__Work to be completed__: Repeat each entry in the data, exactly.

__Data extracts__:
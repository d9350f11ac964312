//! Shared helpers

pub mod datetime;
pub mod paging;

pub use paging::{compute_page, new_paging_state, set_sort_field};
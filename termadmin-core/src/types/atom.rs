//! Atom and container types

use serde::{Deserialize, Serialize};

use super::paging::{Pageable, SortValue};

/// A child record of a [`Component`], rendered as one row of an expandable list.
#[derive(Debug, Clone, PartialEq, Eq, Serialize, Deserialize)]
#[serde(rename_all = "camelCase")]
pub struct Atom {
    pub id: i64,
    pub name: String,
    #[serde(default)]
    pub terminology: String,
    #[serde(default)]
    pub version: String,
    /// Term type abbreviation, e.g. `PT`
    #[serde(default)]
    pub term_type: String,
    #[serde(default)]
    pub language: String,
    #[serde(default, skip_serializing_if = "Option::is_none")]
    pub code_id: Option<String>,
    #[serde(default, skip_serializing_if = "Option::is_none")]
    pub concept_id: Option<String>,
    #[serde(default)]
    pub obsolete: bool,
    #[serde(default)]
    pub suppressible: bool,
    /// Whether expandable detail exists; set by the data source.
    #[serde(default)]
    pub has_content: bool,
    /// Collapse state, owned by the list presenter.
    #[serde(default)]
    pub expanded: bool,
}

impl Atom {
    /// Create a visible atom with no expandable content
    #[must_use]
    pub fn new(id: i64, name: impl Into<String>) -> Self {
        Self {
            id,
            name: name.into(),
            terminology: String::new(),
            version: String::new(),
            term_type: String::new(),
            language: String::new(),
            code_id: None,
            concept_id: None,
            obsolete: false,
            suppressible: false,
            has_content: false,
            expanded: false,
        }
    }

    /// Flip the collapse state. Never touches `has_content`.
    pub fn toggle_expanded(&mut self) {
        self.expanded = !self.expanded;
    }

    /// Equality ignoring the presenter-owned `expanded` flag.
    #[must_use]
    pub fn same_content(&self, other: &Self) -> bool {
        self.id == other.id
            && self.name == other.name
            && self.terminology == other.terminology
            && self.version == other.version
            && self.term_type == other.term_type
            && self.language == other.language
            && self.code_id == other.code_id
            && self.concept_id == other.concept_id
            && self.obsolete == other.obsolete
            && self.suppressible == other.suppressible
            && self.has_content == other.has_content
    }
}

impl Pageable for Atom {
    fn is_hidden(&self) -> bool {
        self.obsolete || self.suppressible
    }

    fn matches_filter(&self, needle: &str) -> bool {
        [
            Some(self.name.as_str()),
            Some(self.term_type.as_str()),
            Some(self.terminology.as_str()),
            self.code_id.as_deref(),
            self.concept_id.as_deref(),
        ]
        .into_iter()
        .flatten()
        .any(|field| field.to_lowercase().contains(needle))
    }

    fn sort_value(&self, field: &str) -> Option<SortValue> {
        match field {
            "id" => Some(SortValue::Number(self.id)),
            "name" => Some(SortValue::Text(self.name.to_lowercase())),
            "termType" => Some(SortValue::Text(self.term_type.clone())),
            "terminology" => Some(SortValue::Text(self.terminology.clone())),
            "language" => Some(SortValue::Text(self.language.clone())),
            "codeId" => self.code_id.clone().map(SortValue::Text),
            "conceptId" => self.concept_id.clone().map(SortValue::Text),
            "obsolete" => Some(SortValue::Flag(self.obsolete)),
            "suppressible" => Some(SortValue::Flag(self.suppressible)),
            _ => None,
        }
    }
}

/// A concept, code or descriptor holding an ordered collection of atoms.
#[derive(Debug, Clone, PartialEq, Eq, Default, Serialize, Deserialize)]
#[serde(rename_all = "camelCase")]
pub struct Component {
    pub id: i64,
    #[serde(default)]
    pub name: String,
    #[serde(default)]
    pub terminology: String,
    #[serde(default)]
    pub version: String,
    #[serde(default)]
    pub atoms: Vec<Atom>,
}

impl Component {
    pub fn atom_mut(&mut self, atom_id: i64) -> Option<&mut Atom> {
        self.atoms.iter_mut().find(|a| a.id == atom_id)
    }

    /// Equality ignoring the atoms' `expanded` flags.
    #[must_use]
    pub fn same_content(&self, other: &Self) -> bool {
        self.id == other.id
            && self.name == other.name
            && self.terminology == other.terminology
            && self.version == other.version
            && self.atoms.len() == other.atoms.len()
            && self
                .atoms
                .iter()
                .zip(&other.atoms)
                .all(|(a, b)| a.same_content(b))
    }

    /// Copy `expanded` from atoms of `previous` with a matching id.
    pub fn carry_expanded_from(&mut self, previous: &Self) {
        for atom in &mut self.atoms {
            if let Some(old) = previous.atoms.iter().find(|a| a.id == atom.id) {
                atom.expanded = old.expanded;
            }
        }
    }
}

__Your solution__:
repository d9350f11ac964312
//! Shared helpers

pub mod datetime;
pub mod paging;

pub use paging::{compute_page, new_paging_state, set_sort_field};
filename termadmin-core/src/types/atom.rs
//! Atom and container types

use serde::{Deserialize, Serialize};

use super::paging::{Pageable, SortValue};

/// A child record of a [`Component`], rendered as one row of an expandable list.
#[derive(Debug, Clone, PartialEq, Eq, Serialize, Deserialize)]
#[serde(rename_all = "camelCase")]
pub struct Atom {
    pub id: i64,
    pub name: String,
    #[serde(default)]
    pub terminology: String,
    #[serde(default)]
    pub version: String,
    /// Term type abbreviation, e.g. `PT`
    #[serde(default)]
    pub term_type: String,
    #[serde(default)]
    pub language: String,
    #[serde(default, skip_serializing_if = "Option::is_none")]
    pub code_id: Option<String>,
    #[serde(default, skip_serializing_if = "Option::is_none")]
    pub concept_id: Option<String>,
    #[serde(default)]
    pub obsolete: bool,
    #[serde(default)]
    pub suppressible: bool,
    /// Whether expandable detail exists; set by the data source.
    #[serde(default)]
    pub has_content: bool,
    /// Collapse state, owned by the list presenter.
    #[serde(default)]
    pub expanded: bool,
}

impl Atom {
    /// Create a visible atom with no expandable content
    #[must_use]
    pub fn new(id: i64, name: impl Into<String>) -> Self {
        Self {
            id,
            name: name.into(),
            terminology: String::new(),
            version: String::new(),
            term_type: String::new(),
            language: String::new(),
            code_id: None,
            concept_id: None,
            obsolete: false,
            suppressible: false,
            has_content: false,
            expanded: false,
        }
    }

    /// Flip the collapse state. Never touches `has_content`.
    pub fn toggle_expanded(&mut self) {
        self.expanded = !self.expanded;
    }

    /// Equality ignoring the presenter-owned `expanded` flag.
    #[must_use]
    pub fn same_content(&self, other: &Self) -> bool {
        self.id == other.id
            && self.name == other.name
            && self.terminology == other.terminology
            && self.version == other.version
            && self.term_type == other.term_type
            && self.language == other.language
            && self.code_id == other.code_id
            && self.concept_id == other.concept_id
            && self.obsolete == other.obsolete
            && self.suppressible == other.suppressible
            && self.has_content == other.has_content
    }
}

impl Pageable for Atom {
    fn is_hidden(&self) -> bool {
        self.obsolete || self.suppressible
    }

    fn matches_filter(&self, needle: &str) -> bool {
        [
            Some(self.name.as_str()),
            Some(self.term_type.as_str()),
            Some(self.terminology.as_str()),
            self.code_id.as_deref(),
            self.concept_id.as_deref(),
        ]
        .into_iter()
        .flatten()
        .any(|field| field.to_lowercase().contains(needle))
    }

    fn sort_value(&self, field: &str) -> Option<SortValue> {
        match field {
            "id" => Some(SortValue::Number(self.id)),
            "name" => Some(SortValue::Text(self.name.to_lowercase())),
            "termType" => Some(SortValue::Text(self.term_type.clone())),
            "terminology" => Some(SortValue::Text(self.terminology.clone())),
            "language" => Some(SortValue::Text(self.language.clone())),
            "codeId" => self.code_id.clone().map(SortValue::Text),
            "conceptId" => self.concept_id.clone().map(SortValue::Text),
            "obsolete" => Some(SortValue::Flag(self.obsolete)),
            "suppressible" => Some(SortValue::Flag(self.suppressible)),
            _ => None,
        }
    }
}

/// A concept, code or descriptor holding an ordered collection of atoms.
#[derive(Debug, Clone, PartialEq, Eq, Default, Serialize, Deserialize)]
#[serde(rename_all = "camelCase")]
pub struct Component {
    pub id: i64,
    #[serde(default)]
    pub name: String,
    #[serde(default)]
    pub terminology: String,
    #[serde(default)]
    pub version: String,
    #[serde(default)]
    pub atoms: Vec<Atom>,
}

impl Component {
    pub fn atom_mut(&mut self, atom_id: i64) -> Option<&mut Atom> {
        self.atoms.iter_mut().find(|a| a.id == atom_id)
    }

    /// Equality ignoring the atoms' `expanded` flags.
    #[must_use]
    pub fn same_content(&self, other: &Self) -> bool {
        self.id == other.id
            && self.name == other.name
            && self.terminology == other.terminology
            && self.version == other.version
            && self.atoms.len() == other.atoms.len()
            && self
                .atoms
                .iter()
                .zip(&other.atoms)
                .all(|(a, b)| a.same_content(b))
    }

    /// Copy `expanded` from atoms of `previous` with a matching id.
    pub fn carry_expanded_from(&mut self, previous: &Self) {
        for atom in &mut self.atoms {
            if let Some(old) = previous.atoms.iter().find(|a| a.id == atom.id) {
                atom.expanded = old.expanded;
            }
        }
    }
}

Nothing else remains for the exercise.